After 58 Years, Pine Tree Inn Bids A Bittersweet Farewell

By Danny Schrafel

dschrafel@longislandergroup.com

 

Pine Tree Inn owner Charlie O’Keefe leads patrons in a toast Saturday during a farewell party at the restaurant, which closed its doors after 58 years in business Monday.

The Pine Tree Inn, the low-key bar and Italian restaurant known by many as Huntington Station’s embodiment of “Cheers,” closed its doors for the last time Monday, and with it, closed the book on a chapter of Huntington Station’s history as well.

It’s fitting that owner Charlie O’Keefe rang the bell at the bar during a farewell party Saturday and saluted his steadfast patrons by playing for them the “Cheers” theme – “Where Everybody Knows Your Name.”

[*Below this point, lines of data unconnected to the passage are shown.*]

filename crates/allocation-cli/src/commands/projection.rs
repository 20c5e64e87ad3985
use clap::Args;
use rust_decimal::Decimal;
use serde::Serialize;
use serde_json::Value;

use allocation_core::projection::{self, DEFAULT_HORIZON_YEARS};

/// Arguments for a growth projection
#[derive(Args)]
pub struct ProjectArgs {
    /// Starting amount
    #[arg(long)]
    pub amount: Decimal,

    /// Annual return in percent (e.g. 5.8 for 5.8%)
    #[arg(long, allow_hyphen_values = true)]
    pub rate: Decimal,

    /// Number of years to project
    #[arg(long, default_value_t = DEFAULT_HORIZON_YEARS)]
    pub years: u32,
}

#[derive(Debug, Serialize)]
struct ProjectionRow {
    year: u32,
    value: Decimal,
}

pub fn run_project(args: ProjectArgs) -> Result<Value, Box<dyn std::error::Error>> {
    let p = projection::project_growth(args.amount, args.rate, args.years)?;
    let rows: Vec<ProjectionRow> = p
        .years
        .iter()
        .zip(p.values.iter())
        .map(|(&year, &value)| ProjectionRow { year, value })
        .collect();
    Ok(serde_json::to_value(rows)?)
}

In days gone by, if you were in the mood for pizza in Huntington Station, there were three main destinations: Broncotto’s near Walt Whitman High School, J&J Southside Restaurant on Route 110 and the Pine Tree Inn, at 16 West Jericho Turnpike.

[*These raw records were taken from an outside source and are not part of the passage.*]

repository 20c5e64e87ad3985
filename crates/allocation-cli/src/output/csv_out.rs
use serde_json::Value;
use std::io;

use super::cell;

/// Write output as CSV to stdout.
///
/// Row lists become one record per row. A recommendation envelope writes
/// its per-asset rows, since that is the tabular part of the result.
pub fn print_csv(value: &Value) {
    let stdout = io::stdout();
    let mut wtr = csv::Writer::from_writer(stdout.lock());

    match value {
        Value::Object(map) => {
            if let Some(Value::Object(result)) = map.get("result") {
                if let Some(Value::Array(assets)) = result.get("assets") {
                    write_array_csv(&mut wtr, assets);
                } else {
                    write_fields(&mut wtr, result);
                }
            } else {
                write_fields(&mut wtr, map);
            }
        }
        Value::Array(arr) => write_array_csv(&mut wtr, arr),
        _ => {
            let _ = wtr.write_record([&cell(value)]);
        }
    }

    let _ = wtr.flush();
}

fn write_fields(wtr: &mut csv::Writer<io::StdoutLock<'_>>, map: &serde_json::Map<String, Value>) {
    let _ = wtr.write_record(["field", "value"]);
    for (key, val) in map {
        let _ = wtr.write_record([key.as_str(), &cell(val)]);
    }
}

fn write_array_csv(wtr: &mut csv::Writer<io::StdoutLock<'_>>, arr: &[Value]) {
    let Some(Value::Object(first)) = arr.first() else {
        for item in arr {
            let _ = wtr.write_record([&cell(item)]);
        }
        return;
    };

    let headers: Vec<&str> = first.keys().map(|k| k.as_str()).collect();
    let _ = wtr.write_record(&headers);

    for item in arr {
        if let Value::Object(map) = item {
            let row: Vec<String> = headers
                .iter()
                .map(|h| map.get(*h).map(cell).unwrap_or_default())
                .collect();
            let _ = wtr.write_record(&row);
        }
    }
}
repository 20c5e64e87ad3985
pub mod growth;

pub use growth::{
    milestones, project_growth, Milestone, PortfolioProjection, DEFAULT_HORIZON_YEARS,
    MAX_HORIZON_YEARS,
};
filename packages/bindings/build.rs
extern crate napi_build;

fn main() {
    napi_build::setup();
}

Over the years, the “big three” drifted away into the sands of time and changing tastes – Broncotto’s first, then J&J Southside about 10 years ago.  All the time, the Pine Tree Inn was a “quiet giant,” O’Keefe said.

On Monday, though, the quiet giant, the last of the Huntington Station mainstays, made its last call, 58 years after opening its doors. A Corona, Queens-based Cuban restaurant, Rincon Criollo, is poised to take the space.

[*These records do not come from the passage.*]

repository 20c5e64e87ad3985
pub mod file;

use serde::de::DeserializeOwned;
use serde_json::Value;
use std::io::{self, Read};

/// Read a typed input from `--input <file>` if given, else from piped stdin.
/// Returns `None` when neither source supplies data.
pub fn read_typed<T: DeserializeOwned>(
    path: &Option<String>,
) -> Result<Option<T>, Box<dyn std::error::Error>> {
    if let Some(ref p) = path {
        return Ok(Some(file::read_structured(p)?));
    }
    match read_stdin()? {
        Some(data) => Ok(Some(serde_json::from_value(data)?)),
        None => Ok(None),
    }
}

/// JSON piped on stdin, or None for a TTY or empty input.
fn read_stdin() -> Result<Option<Value>, Box<dyn std::error::Error>> {
    if atty::is(atty::Stream::Stdin) {
        return Ok(None);
    }

    let mut buffer = String::new();
    io::stdin().read_to_string(&mut buffer)?;

    let trimmed = buffer.trim();
    if trimmed.is_empty() {
        return Ok(None);
    }

    Ok(Some(serde_json::from_str(trimmed)?))
}
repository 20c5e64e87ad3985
pub mod aggregate;

pub use aggregate::{expected_annual_income, portfolio_return, portfolio_risk, total_value};
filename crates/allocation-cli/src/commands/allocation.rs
use clap::Args;
use rust_decimal::Decimal;
use serde::Serialize;
use serde_json::Value;

use allocation_core::allocation::{self, AssetData, CustomAllocation};
use allocation_core::analytics;

use super::resolve_profile;
use crate::input;

/// Arguments for the allocation table
#[derive(Args)]
pub struct AllocationArgs {
    /// Risk profile: conservative, balanced, aggressive
    #[arg(long, default_value = "balanced")]
    pub profile: String,
}

/// Arguments for per-asset data
#[derive(Args)]
pub struct AssetsArgs {
    /// Amount of capital to invest
    #[arg(long)]
    pub amount: Decimal,

    /// Risk profile: conservative, balanced, aggressive
    #[arg(long, default_value = "balanced")]
    pub profile: String,

    /// Path to a JSON/YAML custom allocation ({"entries": [{"name", "percentage"}]})
    #[arg(long)]
    pub input: Option<String>,

    /// Append a portfolio total row with blended return and risk
    #[arg(long)]
    pub summary: bool,
}

#[derive(Debug, Serialize)]
struct AllocationRow {
    asset: String,
    percentage: Decimal,
}

#[derive(Debug, Serialize)]
struct SummaryRow {
    name: String,
    percentage: Decimal,
    value: Decimal,
    expected_return: Decimal,
    risk: Decimal,
    expected_annual_income: Decimal,
}

pub fn run_allocation(args: AllocationArgs) -> Result<Value, Box<dyn std::error::Error>> {
    let alloc = allocation::select_allocation(resolve_profile(&args.profile));
    let rows: Vec<AllocationRow> = alloc
        .entries
        .iter()
        .map(|e| AllocationRow {
            asset: e.asset.name().to_string(),
            percentage: e.percentage,
        })
        .collect();
    Ok(serde_json::to_value(rows)?)
}

pub fn run_assets(args: AssetsArgs) -> Result<Value, Box<dyn std::error::Error>> {
    let profile = resolve_profile(&args.profile);

    let assets: Vec<AssetData> = if args.input.is_some() {
        let custom: CustomAllocation =
            input::read_typed(&args.input)?.ok_or("--input file is empty")?;
        for name in allocation::unknown_assets(&custom) {
            tracing::warn!(asset = %name, "asset not in catalog, using default return and risk");
        }
        allocation::build_custom_asset_data(args.amount, &custom, profile)?
    } else {
        allocation::build_asset_data(args.amount, profile)?
    };

    if !args.summary {
        return Ok(serde_json::to_value(assets)?);
    }

    let total = SummaryRow {
        name: "Total Portfolio".to_string(),
        percentage: assets.iter().map(|a| a.percentage).sum(),
        value: analytics::total_value(&assets),
        expected_return: analytics::portfolio_return(&assets)?,
        risk: analytics::portfolio_risk(&assets)?,
        expected_annual_income: analytics::expected_annual_income(&assets),
    };

    let mut rows = serde_json::to_value(&assets)?;
    if let Value::Array(ref mut arr) = rows {
        arr.push(serde_json::to_value(total)?);
    }
    Ok(rows)
}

“For this to be gone is going to be devastating for so many people,” patron Patty Albin, a Huntington Station native, said between snapping photos during the farewell celebration Saturday. “It’s a landmark.”

O’Keefe said he made the announcement before Christmas that the Pine Tree Inn would be closing. What followed was a “tremendous outpouring of people” to bid farewell with a cocktail and a meal.

By Saturday, much of the restaurant’s food stock had been depleted but for a buffet of veggie burgers, lasagna and baked ziti. Sunday was the annual Super Bowl party, and Monday was planned to be last call at the bar. 

O’Keefe isn’t retiring, but will take some time off before charting his next move, he said. 

“I thought it was time for me to make a change,” he said. “Business has been very good. We’ve been very successful over the years. We’ve had extremely loyal customers.”

O'Keefe and members of his staff - many of them longtime fixtures at the restaurant - are pictured in the dining room on Jan. 31. 

He credits that success to an unpretentious atmosphere, good old-fashioned Italian cooking and a price that couldn’t be beat. His was one of the first restaurants to bring the “bar pie” – old-fashioned, small, thin crust pizza – to Long Island. 

“The bar pies were the best here,” longtime customer Faith DeDora said. “You’re never going to get them anywhere else.”

Loyalty to the Pine Tree Inn runs in families, it turns out. Ask Huntington Station’s Al O’Donnell – his grandfather, Pat, began the tradition in his family. Al drove in from Vermont to bid farewell; he wouldn’t have dared missing it. His brother, Chris, would have been there, too, Saturday, if he wasn’t in the hospital. 

“The people behind the place, from the people behind the bar to the owner – it’s always been family,” O’Donnell said. “Very tight – it’s like coming home.”

There’s great loyalty to the Pine Tree Inn professionally, too. O’Keefe was the owner for 33 years and was the third of four generations to work in the family business. His grandfather Edward Pratt and mother Margery O’Keefe launched the business back in ’56, and a fourth generation of O’Keefes, Charlie’s son, Brian, recently joined the business. Some staff members have been in his employ for two decades or more, like bartender Gary Tarlov, who left right before the holidays after 20 years behind the bar. 

“It’s sad,” he said. “There’s no other word for it… It’s a fixture in Huntington.”

The outpouring of support, O’Keefe said, has been overwhelming.

“It’s amazing. It’s been tremendous,” the owner said. “I’ve had men and women come to me, crying about closing and giving me the memories.”

Memories of love connections, good times with friends and hearty meals, now relegated to fond, sentimental thoughts.

“The most important [thing] is that we treated people with respect,” O’Keefe said. “That’s something my mother taught me a long time ago.”